#### ABOUT THIS EXERCISE:
Repeat exactly, and only, the lines from the one holding "pub fn seq(&self)" through the last line of the records below.

#### DATA SUPPLIED:
// SPDX-License-Identifier: AGPL-3.0-or-later
// Copyright (C) 2012-2025 Andrei Maltsev

use std::time::Instant;

use once_cell::sync::OnceCell;

use crate::models::{data::Data, name::DIGEST_SIZE};

/// One stored response.
///
/// The implicit digest is computed on first use: most cache hits are exact
/// name matches and never need it.
#[derive(Debug)]
pub struct Entry {
    data: Data,
    arrived_at: Instant,
    stale_at: Instant,
    seq: u64,
    digest: OnceCell<[u8; DIGEST_SIZE]>,
}

impl Entry {
    pub fn new(data: Data, now: Instant, seq: u64) -> Self {
        let stale_at = now + data.freshness;
        Entry {
            data,
            arrived_at: now,
            stale_at,
            seq,
            digest: OnceCell::new(),
        }
    }

    pub fn data(&self) -> &Data {
        &self.data
    }

    pub fn arrived_at(&self) -> Instant {
        self.arrived_at
    }

    pub fn seq(&self) -> u64 {
        self.seq
    }

    pub fn is_stale(&self, now: Instant) -> bool {
        now >= self.stale_at
    }

    pub fn digest(&self) -> &[u8; DIGEST_SIZE] {
        self.digest.get_or_init(|| self.data.wire_digest())
    }
}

#### EXPECTED ANSWER:
    pub fn seq(&self) -> u64 {
        self.seq
    }

    pub fn is_stale(&self, now: Instant) -> bool {
        now >= self.stale_at
    }

    pub fn digest(&self) -> &[u8; DIGEST_SIZE] {
        self.digest.get_or_init(|| self.data.wire_digest())
    }
}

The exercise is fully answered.